PCR products were resolved by electrophoresis through 2% agarose gels containing 0.5 μg of ethidium bromide per ml, electrophoretically transferred to nylon membranes (Zeta-Probe; Bio-Rad Laboratories, Hercules, Calif.), and hybridized overnight at 42°C to 32P-end-labeled oligonucleotides internal to the appropriate PCR primers (VP and AP; Table 2). Blots were washed with oligonucleotide wash buffer, followed by two washes in 2× SSC (1× SSC is 0.15 M NaCl plus 0.015 M sodium citrate)–2% sodium dodecyl sulfate for 15 min each at 42°C. Images were developed by exposure to a PhosphorImager (Molecular Dynamics, Inc., Sunnyvale, Calif.) and analyzed with the corresponding ImageQuant software. Graphical representations of the data were generated by using SigmaPlot version 4.01 (SPSS, Inc., Chicago, Ill.).
RESULTS
Dissociation and cell-type separation of human TG.

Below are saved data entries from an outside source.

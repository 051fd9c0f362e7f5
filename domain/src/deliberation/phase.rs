//! Phase and status enums.

use serde::{Deserialize, Serialize};

/// Phase of a deliberation round.
#[derive(Debug, Clone, Copy, PartialEq, Eq, Hash, Serialize, Deserialize)]
#[serde(rename_all = "snake_case")]
pub enum Phase {
    /// Independent proposal generation
    Ideation,
    /// Every agent critiques every other proposal
    Critique,
    /// The auditor weighs proposals and critiques
    Audit,
    /// Decide between convergence, another round, or a question for the human
    ConvergenceCheck,
}

impl Phase {
    pub const ALL: [Phase; 4] = [
        Phase::Ideation,
        Phase::Critique,
        Phase::Audit,
        Phase::ConvergenceCheck,
    ];

    pub fn as_str(&self) -> &str {
        match self {
            Phase::Ideation => "ideation",
            Phase::Critique => "critique",
            Phase::Audit => "audit",
            Phase::ConvergenceCheck => "convergence_check",
        }
    }

    pub fn display_name(&self) -> &str {
        match self {
            Phase::Ideation => "Ideation",
            Phase::Critique => "Critique",
            Phase::Audit => "Audit",
            Phase::ConvergenceCheck => "Convergence Check",
        }
    }

    pub fn emoji(&self) -> &str {
        match self {
            Phase::Ideation => "💡",
            Phase::Critique => "🔍",
            Phase::Audit => "⚖️",
            Phase::ConvergenceCheck => "🎯",
        }
    }

    /// Whether agents are called during this phase.
    pub fn is_agent_phase(&self) -> bool {
        !matches!(self, Phase::ConvergenceCheck)
    }

    /// Phase that follows within the same round.
    pub fn next(&self) -> Option<Phase> {
        match self {
            Phase::Ideation => Some(Phase::Critique),
            Phase::Critique => Some(Phase::Audit),
            Phase::Audit => Some(Phase::ConvergenceCheck),
            Phase::ConvergenceCheck => None,
        }
    }
}

impl std::fmt::Display for Phase {
    fn fmt(&self, f: &mut std::fmt::Formatter<'_>) -> std::fmt::Result {
        write!(f, "{}", self.as_str())
    }
}

/// Externally visible status of a run.
#[derive(Debug, Clone, Copy, PartialEq, Eq, Hash, Serialize, Deserialize)]
#[serde(rename_all = "snake_case")]
pub enum RunStatus {
    Running,
    AwaitingClarification,
    Converged,
    Failed,
    Cancelled,
}

impl RunStatus {
    pub fn as_str(&self) -> &str {
        match self {
            RunStatus::Running => "running",
            RunStatus::AwaitingClarification => "awaiting_clarification",
            RunStatus::Converged => "converged",
            RunStatus::Failed => "failed",
            RunStatus::Cancelled => "cancelled",
        }
    }

    /// Terminal statuses never change again.
    pub fn is_terminal(&self) -> bool {
        matches!(
            self,
            RunStatus::Converged | RunStatus::Failed | RunStatus::Cancelled
        )
    }
}

impl std::fmt::Display for RunStatus {
    fn fmt(&self, f: &mut std::fmt::Formatter<'_>) -> std::fmt::Result {
        write!(f, "{}", self.as_str())
    }
}
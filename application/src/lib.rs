//! Application layer for adr-council
//!
//! This crate contains use cases, port definitions, and application configuration.
//! It depends only on the domain layer.

pub mod config;
pub mod events;
pub mod ports;
pub mod use_cases;

// Re-export commonly used types
pub use config::{AgentProfile, ConfigError, EngineConfig, RetryPolicy};
pub use events::{EventBus, EventBusError, EventSubscription, SharedEventBus};
pub use ports::{
    agent_gateway::{AgentGateway, GatewayError},
    clock::{Clock, FixedClock, SystemClock},
    event_journal::{EventJournal, NoEventJournal},
    run_store::{InMemoryRunStore, RunRecord, RunStore, RunSummary, StoreError, StoreResult},
};
pub use use_cases::deliberation::{DeliberationEngine, EngineError};
pub use use_cases::lease::{RunLease, RunLeases};
pub use use_cases::session::{FailureReport, SessionError, SessionManager};
//! Port definitions (interfaces for external adapters)
//!
//! Ports define the contracts that infrastructure adapters must implement.

pub mod agent_gateway;
pub mod clock;
pub mod event_journal;
pub mod run_store;
//! Port for the machine-readable event journal.
//!
//! Every committed [`RunEvent`] is offered to the journal after it has been
//! persisted. This is separate from `tracing`-based operation logs: tracing
//! handles human-readable diagnostics, while the journal keeps a complete
//! record in a machine-readable format (JSONL).

use council_domain::RunEvent;

/// Port for recording run events.
///
/// `record` is synchronous and non-fallible so a broken journal never
/// interrupts a deliberation; implementations swallow their own errors.
pub trait EventJournal: Send + Sync {
    fn record(&self, event: &RunEvent);
}

/// No-op implementation for tests and when journaling is disabled.
pub struct NoEventJournal;

impl EventJournal for NoEventJournal {
    fn record(&self, _event: &RunEvent) {}
}
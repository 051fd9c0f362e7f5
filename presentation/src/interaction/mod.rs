//! Human-in-the-loop prompts

pub mod clarification;

pub use clarification::{ClarificationResponder, StdinClarification};
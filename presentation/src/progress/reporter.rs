//! Progress reporting for deliberation runs
//!
//! Reporters consume the run's event stream; they never query the engine.

use colored::Colorize;
use council_domain::{EventKind, Phase, RunEvent};
use indicatif::{MultiProgress, ProgressBar, ProgressStyle};
use std::sync::Mutex;

use crate::output::formatter::describe_event;

/// Receives every event of a followed run, in order
pub trait ProgressNotifier: Send + Sync {
    fn on_event(&self, event: &RunEvent);

    /// Called once the client stops following
    fn finish(&self) {}
}

/// Reports progress with a bar per phase
pub struct ProgressReporter {
    multi: MultiProgress,
    agents: usize,
    phase_bar: Mutex<Option<ProgressBar>>,
}

impl ProgressReporter {
    /// `agents` is the council size, i.e. the number of calls in ideation and critique.
    pub fn new(agents: usize) -> Self {
        Self {
            multi: MultiProgress::new(),
            agents,
            phase_bar: Mutex::new(None),
        }
    }

    fn phase_style() -> ProgressStyle {
        ProgressStyle::default_bar()
            .template("{spinner:.green} {prefix:.bold.cyan} [{bar:40.cyan/blue}] {pos}/{len} {msg}")
            .unwrap_or_else(|_| ProgressStyle::default_bar())
            .progress_chars("=>-")
    }

    fn calls_in(&self, phase: Phase) -> u64 {
        match phase {
            Phase::Ideation | Phase::Critique => self.agents as u64,
            Phase::Audit => 1,
            Phase::ConvergenceCheck => 0,
        }
    }

    fn with_bar(&self, f: impl FnOnce(&mut Option<ProgressBar>)) {
        if let Ok(mut bar) = self.phase_bar.lock() {
            f(&mut bar);
        }
    }

    fn close(&self, message: String) {
        self.with_bar(|bar| {
            if let Some(pb) = bar.take() {
                pb.finish_with_message(message);
            }
        });
    }
}

impl ProgressNotifier for ProgressReporter {
    fn on_event(&self, event: &RunEvent) {
        match &event.kind {
            EventKind::PhaseStarted { phase, round } => {
                let pb = self.multi.add(ProgressBar::new(self.calls_in(*phase)));
                pb.set_style(Self::phase_style());
                pb.set_prefix(format!("R{} {} {}", round + 1, phase.emoji(), phase.display_name()));
                pb.set_message("Starting...");
                self.with_bar(|bar| {
                    if let Some(previous) = bar.replace(pb) {
                        previous.finish();
                    }
                });
            }
            EventKind::AgentResponded { agent, outcome, .. } => self.with_bar(|bar| {
                if let Some(pb) = bar.as_ref() {
                    let status = if outcome.is_success() {
                        format!("{} {}", "v".green(), agent)
                    } else {
                        format!("{} {}", "x".red(), agent)
                    };
                    pb.set_message(status);
                    pb.inc(1);
                }
            }),
            EventKind::PhaseCompleted { phase, .. } => {
                self.close(format!("{} complete!", phase.display_name().green()));
            }
            EventKind::RoundCompleted { .. } => {
                let _ = self.multi.println(describe_event(&event.kind).dimmed().to_string());
            }
            EventKind::ClarificationNeeded { request } => {
                self.close(format!("{} {}", "?".magenta(), request.agent));
            }
            EventKind::RunConverged { .. } => self.close("converged".green().to_string()),
            EventKind::RunFailed { reason } => self.close(reason.to_string().red().to_string()),
            EventKind::RunCancelled => self.close("cancelled".dimmed().to_string()),
            _ => {}
        }
    }

    fn finish(&self) {
        self.with_bar(|bar| {
            if let Some(pb) = bar.take() {
                pb.abandon();
            }
        });
    }
}

/// Simple text-based progress (no fancy UI)
pub struct SimpleProgress;

impl ProgressNotifier for SimpleProgress {
    fn on_event(&self, event: &RunEvent) {
        match &event.kind {
            EventKind::PhaseStarted { phase, round } => println!(
                "{} {} (round {})",
                "->".cyan(),
                phase.display_name().bold(),
                round + 1
            ),
            EventKind::AgentResponded { agent, outcome, .. } => {
                if outcome.is_success() {
                    println!("  {} {}", "v".green(), agent);
                } else {
                    println!("  {} {} ({})", "x".red(), agent, describe_event(&event.kind));
                }
            }
            EventKind::RoundCompleted { .. }
            | EventKind::ClarificationNeeded { .. }
            | EventKind::RunFailed { .. }
            | EventKind::RunCancelled => println!("{} {}", "=>".cyan(), describe_event(&event.kind)),
            _ => {}
        }
    }
}

/// Prints nothing
pub struct QuietProgress;

impl ProgressNotifier for QuietProgress {
    fn on_event(&self, _event: &RunEvent) {}
}

#[cfg(test)]
mod tests {
    use super::*;
    use chrono::{TimeZone, Utc};
    use council_domain::{AgentId, ResponseOutcome, RunId};

    fn event(sequence: u64, kind: EventKind) -> RunEvent {
        RunEvent {
            run_id: RunId::new(),
            sequence,
            at: Utc.with_ymd_and_hms(2026, 3, 4, 9, 30, 0).unwrap(),
            kind,
        }
    }

    #[test]
    fn test_reporter_tracks_phase_bar() {
        let reporter = ProgressReporter::new(3);
        reporter.on_event(&event(
            1,
            EventKind::PhaseStarted {
                phase: Phase::Ideation,
                round: 0,
            },
        ));
        reporter.on_event(&event(
            2,
            EventKind::AgentResponded {
                agent: AgentId::new("a"),
                phase: Phase::Ideation,
                round: 0,
                outcome: ResponseOutcome::Accepted,
                attempts: 1,
            },
        ));
        {
            let bar = reporter.phase_bar.lock().unwrap();
            let pb = bar.as_ref().unwrap();
            assert_eq!(pb.length(), Some(3));
            assert_eq!(pb.position(), 1);
        }

        reporter.on_event(&event(
            3,
            EventKind::PhaseCompleted {
                phase: Phase::Ideation,
                round: 0,
                duration_ms: 1500,
            },
        ));
        assert!(reporter.phase_bar.lock().unwrap().is_none());
    }

    #[test]
    fn test_audit_phase_has_one_call() {
        let reporter = ProgressReporter::new(4);
        assert_eq!(reporter.calls_in(Phase::Audit), 1);
        assert_eq!(reporter.calls_in(Phase::Critique), 4);
    }
}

Figure 1 shows the separation of dissociated human ganglia into neuronal and nonneuronal cell populations. After collagenase treatment, tissue debris was retained on 70-μm filters (Fig. 1A), while neuronal and nonneuronal cells were collected in the filtrate (B). Neuronal and nonneuronal cells were further separated by retention (C) and liberation (D) of neurons on the 20-μm mesh, while most nonneuronal cells were collected in the filtrate (E). Immunocytochemistry revealed neurofilament-positive staining in neurons (B and D) and in neuronal fragments (E) but not in nonneuronal cells (E) or in liver cells (F). The small, clear nonneuronal cells in panel E retained their cellular contents, as indicated by the uniform positive staining for actin (G). The Luxol-fast blue-positive thin, filamentous material often seen in suspensions were identified as myelinated axon fragments (H). The diffuse cytoplasmic fluorescence seen after acridine orange staining (I) indicated that cells retain RNA after dissociation from intact ganglia.
FIG. 1.
Cell-type separation of dissociated human TG. (A) Large debris from a trigeminal ganglion captured by 70-μm mesh. (B) Flowthrough from 70-μm mesh contains neuronal and nonneuronal cells, including small debris. Arrows depict three large neurofilament-positive cells stained as described in Materials and Methods. (C) Neuron (arrow) retained by 20-μm mesh. (D) Three neurofilament-positive cells retained by 20-μm mesh (short arrows), together with two remaining nonneuronal cells (long arrows) and a cell fragment (arrowhead). (E) Small neurofilament-positive fragments (arrowhead) but no neurofilament-positive cells in the nonneuronal cell population after 20-μm mesh filtration. (F) Absence of neurofilament staining in control dissociated liver cells. (G) Positive actin staining in 20-μm filtrate (nonneuronal cells in E). (H) Luxol-fast blue staining of filamentous debris often seen in suspensions, revealing myelinated axon fragments. (I) Acridine orange staining of mixed-cell populations: diffuse orange cytoplasm represents retained cell RNA.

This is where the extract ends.